たとえば、オーストリアのウィーンでは、観光用にフリーパスの制度が充実しています。ある一定の圏内で、1日、2日、1週間有効なパスがあって、それがあれば、どこでも何度でも自由に乗り降りできます。このパスはすべての交通機関で有効です。ウィーンに観光に来た人はみんな、まずこのパスを買うんです。今の広島だと、広電・アストラム・バスのカードは共通ですが、JRは別ですし、何度でも乗り降り自由というわけではないですよね。長期間のパスもありませんし。

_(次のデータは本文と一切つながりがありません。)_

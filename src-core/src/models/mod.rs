pub mod credentials;
pub mod login;
pub mod user;

pub use credentials::CredentialForm;
pub use login::{AccessToken, LoginData, LoginOutcome, LoginPayload, LoginUser, LoginVariables};
pub use user::{LoggedUser, LoggedUserData};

そういう制度が整えば、広島をもっとアピールできます。財政的にも、1週間分を買って、結局2日で帰ってしまう人などもいて、採算は充分取れるそうです。あと、被爆者の絵を街に残すという運動もあります。現在は4つしかできていませんが、最終的には、8月6日にちなんで86枚の絵を街中に碑として建てたいです。そういう、新しいヒロシマのモニュメントを増やしていくことも、被爆の記憶を残すことと、訪問する人々を増やすことに役立ちます。そういう工夫をすれば、広島を訪れる人は増えると思います。
若い世代に向けてのメッセージ
奥:若者へ向けてのメッセージはありますか?
岡:岡本に入れろとは言いませんが、とにかく投票に行ってほしい。誰に入れるかわからなくても、とりあえず投票所に行って、ポスターを見比べて、「岡本は美男子だから入れよう」とか思ってくれればいいんです(笑)。あるいは、「岡本は顔が気に入らんから、入れない」とか。
奥:(^◇^;)(笑)
岡:入れたい人がいないのであれば、白票で投票箱に入れてもらって結構です。とにかく、投票所に行って、投票に参加することで、政治への関心を持ってほしい。「どうせ投票に行っても、結果が変わらないから」と言って、家で寝てないでほしい。もしも、投票率が70%になれば、当然、選挙結果は変わります。無関心にならずに、投票に行って、もっと積極的に政治に参加してほしいですね。

奥:今日はありがとうございました。
岡:若い人に質問されて、嬉しかったです。ありがとう。